-- Task details --
Every line containing the word "status" is to be copied from the data below.

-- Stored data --
= Beginning of Section =
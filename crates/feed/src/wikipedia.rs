use async_trait::async_trait;
use reqwest::Client;
use scraper::{ElementRef, Html, Selector};
use sp500_core::config::SourceConfig;
use sp500_core::membership::entity::Constituent;
use sp500_core::membership::error::SourceError;
use sp500_core::membership::port::MembershipSource;
use std::collections::HashSet;
use std::time::Duration;
use tracing::{debug, info};

/// 代码列的表头
pub const SYMBOL_COLUMN: &str = "Symbol";
/// 公司名称列的表头
pub const SECURITY_COLUMN: &str = "Security";
/// 行业列的表头
pub const SECTOR_COLUMN: &str = "GICS Sector";

/// # Summary
/// Wikipedia "List of S&P 500 companies" 页面的成分股名单源实现。
///
/// # Invariants
/// - 使用 `reqwest` 异步客户端进行通讯，超时由配置决定。
/// - 表格结构按列名校验，不依赖列的位置。
#[derive(Clone)]
pub struct WikipediaSource {
    /// 内部使用的 HTTP 客户端
    client: Client,
    /// 名单页面地址
    url: String,
    /// 请求超时，用于生成超时错误信息
    timeout: Duration,
}

impl WikipediaSource {
    /// # Summary
    /// 创建一个新的 WikipediaSource 实例。
    ///
    /// # Logic
    /// 1. 按配置设置请求超时。
    /// 2. 设置伪装浏览器 Header (User-Agent)，Wikipedia 会拒绝默认客户端标识。
    ///
    /// # Arguments
    /// * `config`: 名单源配置。
    ///
    /// # Returns
    /// 返回初始化后的 WikipediaSource，HTTP 客户端构建失败时返回 `SourceError::Network`。
    pub fn new(config: &SourceConfig) -> Result<Self, SourceError> {
        let client = Client::builder()
            .timeout(config.timeout())
            .user_agent(config.user_agent.clone())
            .build()
            .map_err(|e| SourceError::Network(e.to_string()))?;

        Ok(Self {
            client,
            url: config.url.clone(),
            timeout: config.timeout(),
        })
    }

    fn map_request_error(&self, err: reqwest::Error) -> SourceError {
        if err.is_timeout() {
            SourceError::Timeout(self.timeout)
        } else {
            SourceError::Network(err.to_string())
        }
    }
}

#[async_trait]
impl MembershipSource for WikipediaSource {
    /// # Summary
    /// 下载名单页面并解析成分股表格。
    ///
    /// # Logic
    /// 1. GET 名单页面，非 2xx 状态视为不可用。
    /// 2. 读取完整文本后交给 `parse_constituents` 做结构化解析。
    async fn fetch_constituents(&self) -> Result<Vec<Constituent>, SourceError> {
        info!(url = %self.url, "Fetching S&P 500 constituents");

        let resp = self
            .client
            .get(&self.url)
            .send()
            .await
            .map_err(|e| self.map_request_error(e))?;

        if !resp.status().is_success() {
            return Err(SourceError::Network(format!("HTTP {}", resp.status())));
        }

        let body = resp.text().await.map_err(|e| self.map_request_error(e))?;
        let constituents = parse_constituents(&body)?;

        info!(count = constituents.len(), "Fetched S&P 500 constituents");
        Ok(constituents)
    }
}

/// # Summary
/// 从名单页面 HTML 中解析成分股列表。
///
/// # Logic
/// 1. 优先选取 `id="constituents"` 的表格，否则取第一个 `wikitable`。
/// 2. 在表头行中按列名定位代码、名称、行业三列，任何一列缺失即报错。
/// 3. 逐行提取单元格文本，跳过空代码行，按代码去重并保留首次出现的行。
///
/// # Arguments
/// * `html`: 页面 HTML 文本。
///
/// # Returns
/// 有序成分股列表；结构不符或没有任何数据行时返回 `SourceError`。
pub fn parse_constituents(html: &str) -> Result<Vec<Constituent>, SourceError> {
    let document = Html::parse_document(html);
    let by_id = selector("table#constituents")?;
    let wikitable = selector("table.wikitable")?;
    let row_sel = selector("tr")?;
    let header_sel = selector("th")?;
    let cell_sel = selector("td")?;

    let table = document
        .select(&by_id)
        .next()
        .or_else(|| document.select(&wikitable).next())
        .ok_or(SourceError::TableNotFound)?;

    let mut rows = table.select(&row_sel);
    let headers: Vec<String> = rows
        .by_ref()
        .map(|row| row.select(&header_sel).map(header_text).collect::<Vec<_>>())
        .find(|cells| !cells.is_empty())
        .ok_or_else(|| SourceError::MissingColumns(required_columns()))?;

    let position = |name: &str| headers.iter().position(|h| h == name);
    let (symbol_idx, security_idx, sector_idx) = match (
        position(SYMBOL_COLUMN),
        position(SECURITY_COLUMN),
        position(SECTOR_COLUMN),
    ) {
        (Some(a), Some(b), Some(c)) => (a, b, c),
        _ => {
            let missing = required_columns()
                .into_iter()
                .filter(|name| position(name).is_none())
                .collect();
            return Err(SourceError::MissingColumns(missing));
        }
    };

    let mut seen = HashSet::new();
    let mut constituents = Vec::new();
    for row in rows {
        let cells: Vec<String> = row.select(&cell_sel).map(cell_text).collect();
        let (Some(ticker), Some(company_name), Some(sector)) = (
            cells.get(symbol_idx),
            cells.get(security_idx),
            cells.get(sector_idx),
        ) else {
            continue;
        };
        if ticker.is_empty() {
            continue;
        }
        if !seen.insert(ticker.clone()) {
            debug!(ticker = %ticker, "Duplicate ticker in constituents table, keeping first row");
            continue;
        }
        constituents.push(Constituent::new(ticker, company_name, sector));
    }

    if constituents.is_empty() {
        return Err(SourceError::Empty);
    }
    Ok(constituents)
}

fn selector(css: &str) -> Result<Selector, SourceError> {
    Selector::parse(css).map_err(|e| SourceError::Parse(format!("invalid selector {css}: {e}")))
}

fn required_columns() -> Vec<String> {
    vec![
        SYMBOL_COLUMN.to_string(),
        SECURITY_COLUMN.to_string(),
        SECTOR_COLUMN.to_string(),
    ]
}

fn cell_text(cell: ElementRef<'_>) -> String {
    cell.text().collect::<String>().trim().to_string()
}

// 表头可能带脚注，如 "Date added[3]"
fn header_text(cell: ElementRef<'_>) -> String {
    let text = cell_text(cell);
    match text.find('[') {
        Some(idx) => text[..idx].trim().to_string(),
        None => text,
    }
}

#[cfg(test)]
mod tests {
    use super::*;

    const PAGE: &str = r#"
        <html><body>
        <table class="wikitable sortable" id="constituents">
          <tbody>
            <tr><th>Symbol</th><th>Security</th><th>GICS Sector</th><th>Date added[2]</th></tr>
            <tr><td><a href="/q/MMM">MMM</a></td><td><a>3M</a></td><td>Industrials</td><td>1957-03-04</td></tr>
            <tr><td>BRK.B</td><td>Berkshire Hathaway</td><td>Financials</td><td>2010-02-16</td></tr>
            <tr><td>MMM</td><td>3M duplicate</td><td>Industrials</td><td>1957-03-04</td></tr>
          </tbody>
        </table>
        <table class="wikitable"><tr><th>Date</th><th>Added</th></tr></table>
        </body></html>
    "#;

    #[test]
    fn test_parses_rows_in_order_and_dedupes() {
        let rows = parse_constituents(PAGE).unwrap();
        assert_eq!(
            rows,
            vec![
                Constituent::new("MMM", "3M", "Industrials"),
                Constituent::new("BRK.B", "Berkshire Hathaway", "Financials"),
            ]
        );
    }

    #[test]
    fn test_columns_are_located_by_name() {
        let page = r#"<table class="wikitable">
            <tr><th>GICS Sector</th><th>Symbol</th><th>Security</th></tr>
            <tr><td>Energy</td><td>XOM</td><td>ExxonMobil</td></tr>
        </table>"#;
        let rows = parse_constituents(page).unwrap();
        assert_eq!(rows, vec![Constituent::new("XOM", "ExxonMobil", "Energy")]);
    }

    #[test]
    fn test_missing_column_is_reported() {
        let page = r#"<table class="wikitable">
            <tr><th>Symbol</th><th>Security</th></tr>
            <tr><td>XOM</td><td>ExxonMobil</td></tr>
        </table>"#;
        match parse_constituents(page) {
            Err(SourceError::MissingColumns(cols)) => assert_eq!(cols, vec!["GICS Sector"]),
            other => panic!("unexpected result: {other:?}"),
        }
    }

    #[test]
    fn test_no_table_and_empty_table() {
        assert!(matches!(
            parse_constituents("<html><p>maintenance</p></html>"),
            Err(SourceError::TableNotFound)
        ));

        let empty = r#"<table id="constituents">
            <tr><th>Symbol</th><th>Security</th><th>GICS Sector</th></tr>
        </table>"#;
        assert!(matches!(parse_constituents(empty), Err(SourceError::Empty)));
    }
}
= End of Section =
-- Output below --
        if !resp.status().is_success() {
            return Err(SourceError::Network(format!("HTTP {}", resp.status())));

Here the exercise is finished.